* **What is required**
A word-for-word repetition of all the entries is required.

++++ Input

pub mod application;
pub mod cache;
pub mod config;
pub mod domain;
pub mod infra;
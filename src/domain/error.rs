use thiserror::Error;

/// Submission rule violations raised by the validation module.
#[derive(Debug, Error)]
pub enum DomainError {
    #[error("validation failed: {message}")]
    Validation { message: String },
}

impl DomainError {
    pub fn validation(message: impl Into<String>) -> Self {
        Self::Validation {
            message: message.into(),
        }
    }
}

++++++++

* **Solved problem**
pub mod application;
pub mod cache;
pub mod config;
pub mod domain;
pub mod infra;
filename src/domain/error.rs
use thiserror::Error;

/// Submission rule violations raised by the validation module.
#[derive(Debug, Error)]
pub enum DomainError {
    #[error("validation failed: {message}")]
    Validation { message: String },
}

impl DomainError {
    pub fn validation(message: impl Into<String>) -> Self {
        Self::Validation {
            message: message.into(),
        }
    }
}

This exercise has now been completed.